Cuántos años los científicos nos advirtieron, que estaban creciendo, que había que hacer algo, que iba a llegar un día en que nos iba a costar sobrevivir, y bueno, llegó. Habrá que joderse ahora, cuidar el agua, usar estas máscaras para los pelos, andar con cuidado. Pero el olor del aire, ese es el más difícil de sobrellevar ¿no le parece? No sé, vio, ojalá los jóvenes sepan qué hacer, porque lo que es nosotros ya estamos jodidos.

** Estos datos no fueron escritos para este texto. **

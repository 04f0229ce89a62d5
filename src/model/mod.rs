pub mod portfolio;
pub mod project;
pub mod task;

use serde::{Deserialize, Serialize};
use std::fmt;

#[derive(Debug, Clone, Copy, PartialEq, Eq, Serialize, Deserialize)]
#[serde(rename_all = "lowercase")]
pub enum Status {
    Created,
    Added,
    Failed,
    Skipped,
}

impl Status {
    pub fn as_str(&self) -> &'static str {
        match self {
            Status::Created => "created",
            Status::Added => "added",
            Status::Failed => "failed",
            Status::Skipped => "skipped",
        }
    }

    pub fn is_success(&self) -> bool {
        matches!(self, Status::Created | Status::Added)
    }
}

impl fmt::Display for Status {
    fn fmt(&self, f: &mut fmt::Formatter<'_>) -> fmt::Result {
        f.write_str(self.as_str())
    }
}
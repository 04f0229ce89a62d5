use serde::Serialize;

use super::Status;
use crate::input::InputRow;
use crate::report::Record;

#[derive(Debug, Clone, PartialEq, Serialize)]
pub struct Membership {
    pub resource_type: String,
    pub resource_id: String,
}

/// Body of `POST /projects`.
#[derive(Debug, Clone, PartialEq, Serialize)]
pub struct ProjectPayload {
    pub name: String,
    #[serde(skip_serializing_if = "Option::is_none")]
    pub notes: Option<String>,
    pub workspace: String,
    pub team: String,
    #[serde(skip_serializing_if = "Vec::is_empty")]
    pub memberships: Vec<Membership>,
}

impl ProjectPayload {
    /// Build from a validated row. Passing a portfolio places the project in
    /// it as part of the same call.
    pub fn from_row(row: &InputRow, workspace: &str, team: &str, portfolio: Option<&str>) -> Self {
        Self {
            name: row.get_or_empty("name").to_string(),
            notes: row.get("notes").map(String::from),
            workspace: workspace.to_string(),
            team: team.to_string(),
            memberships: portfolio
                .map(|gid| Membership {
                    resource_type: "portfolio".into(),
                    resource_id: gid.to_string(),
                })
                .into_iter()
                .collect(),
        }
    }
}

/// One line of `projects.created`. Its CSV feeds the portfolio flow.
#[derive(Debug, Clone, PartialEq, Serialize)]
pub struct ProjectOutcome {
    pub name: String,
    pub project_gid: String,
    pub notes: String,
    #[serde(default, skip_serializing_if = "Option::is_none")]
    pub error: Option<String>,
}

impl Record for ProjectOutcome {
    const CSV_HEADER: &'static [&'static str] = &["name", "project_gid", "notes"];

    fn csv_values(&self) -> Vec<&str> {
        vec![self.name.as_str(), self.project_gid.as_str(), self.notes.as_str()]
    }

    fn status(&self) -> Status {
        if self.error.is_some() {
            Status::Failed
        } else {
            Status::Created
        }
    }

    fn label(&self) -> String {
        match &self.error {
            Some(err) => format!("{}: {err}", self.name),
            None => format!("{} ({})", self.name, self.project_gid),
        }
    }
}
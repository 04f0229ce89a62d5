mod api;
mod batch;
mod cli;
mod config;
mod error;
mod flows;
mod input;
mod model;
mod report;
mod validate;

use anyhow::Result;
use clap::Parser;
use tracing_subscriber::EnvFilter;

use cli::Cli;

#[tokio::main]
async fn main() -> Result<()> {
    let cli = Cli::parse();

    // RUST_LOG wins over -v
    let default_level = match cli.verbose {
        0 => "warn",
        1 => "info",
        2 => "debug",
        _ => "trace",
    };
    let filter =
        EnvFilter::try_from_default_env().unwrap_or_else(|_| EnvFilter::new(default_level));
    tracing_subscriber::fmt()
        .with_env_filter(filter)
        .with_target(false)
        .with_writer(std::io::stderr)
        .init();

    cli::run(cli).await
}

Hicimos silencio. Afuera no se escuchaba más que el gemir de algún gato que habría entrado en celo. Don Aurelio me recomendó que me fuera a casa antes de que los felinos comenzaran a pelear; estuve de acuerdo. Nos abrazamos, no sé por qué. Guardé mi grabadora en el bolso, me puse la máscara, el sanbenito antiácido y salí. La noche estrellada me reconfortó, la luna tenía un halo alrededor que anunciaba que mañana habría viento; agradecí porque entonces quizá el aire estaría más limpio y podríamos estar afuera un rato sin la máscara, quizá bajar a la playa del lago. Di un último adiós con la mano y me subí a mi auto. Rogué que durante el camino ningún gato lo confundiera con un ratón.